_WHAT YOU ARE ASKED TO DO_. Every line below that has the string "leptos" needs to be copied.

──────── INPUT DATA

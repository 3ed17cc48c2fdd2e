//! Server-rendered page markup.
//!
//! ARCHITECTURE
//! ============
//! Pages are leptos components rendered to strings on the server; there is
//! no hydration. `layout` owns the document shell, `components` the shared
//! presentational pieces, and `pages` one module per route. Handlers fetch,
//! shape, then call `render_page` with the finished page view.

pub mod components;
pub mod layout;
pub mod pages;

use leptos::prelude::*;
use leptos::tachys::view::RenderHtml;

pub use layout::{Chrome, Nav, Theme};
use layout::Shell;

/// Render a complete HTML document: `body` wrapped in the site shell.
pub fn render_page<V>(chrome: Chrome, title: &str, body: V) -> String
where
    V: IntoView + 'static,
{
    let title = title.to_owned();
    render(move || {
        view! {
            <Shell chrome=chrome title=title>
                {body}
            </Shell>
        }
    })
}

/// Render a view inside a fresh reactive owner.
pub fn render<F, V>(build: F) -> String
where
    F: FnOnce() -> V,
    V: RenderHtml,
{
    let owner = Owner::new();
    owner.with(|| build().to_html())
}

#[cfg(test)]
#[path = "mod_test.rs"]
mod tests;
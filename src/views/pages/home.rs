//! Landing page: season banner, live widget, table, fixtures, and news.

use leptos::prelude::*;
use leptos::tachys::view::any_view::IntoAny;

use crate::api::types::{Match, NewsItem, Season, StandingRow};
use crate::live::Scoreboard;
use crate::views::components::{EmptyState, MatchList, NewsCard, ScoreboardWidget, StandingsTable};

pub struct HomeData {
    pub season: Option<Season>,
    pub board: Scoreboard,
    pub standings: Vec<StandingRow>,
    pub upcoming: Vec<Match>,
    pub news: Vec<NewsItem>,
}

#[component]
pub fn HomePage(data: HomeData) -> impl IntoView {
    let HomeData { season, board, standings, upcoming, news } = data;
    let banner = match season {
        Some(Season { name, year: Some(year), .. }) if !name.contains(&year.to_string()) => format!("{name} ({year})"),
        Some(s) => s.name,
        None => "The league is loading".to_owned(),
    };
    let news_cards = if news.is_empty() {
        vec![view! { <EmptyState message="No news yet."/> }.into_any()]
    } else {
        news.into_iter().map(|item| view! { <NewsCard item=item/> }.into_any()).collect()
    };

    view! {
        <section class="hero">
            <h1>{banner}</h1>
            <p>"Fixtures, results, standings, and stories from every raid and tackle."</p>
        </section>
        <div class="home-grid">
            <ScoreboardWidget board=board/>
            <section>
                <h2>"Standings"</h2>
                <StandingsTable rows=standings compact=true/>
                <a class="more" href="/standings">"Full table"</a>
            </section>
        </div>
        <section>
            <h2>"Upcoming matches"</h2>
            <MatchList matches=upcoming empty="No upcoming matches scheduled."/>
            <a class="more" href="/schedule">"Full schedule"</a>
        </section>
        <section>
            <h2>"Latest news"</h2>
            <div class="news-grid">{news_cards}</div>
            <a class="more" href="/news">"All news"</a>
        </section>
    }
}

────────────────

_ANSWER TO THIS EXERCISE_.
//! Pages are leptos components rendered to strings on the server; there is
use leptos::prelude::*;
use leptos::tachys::view::RenderHtml;
use leptos::prelude::*;
use leptos::tachys::view::any_view::IntoAny;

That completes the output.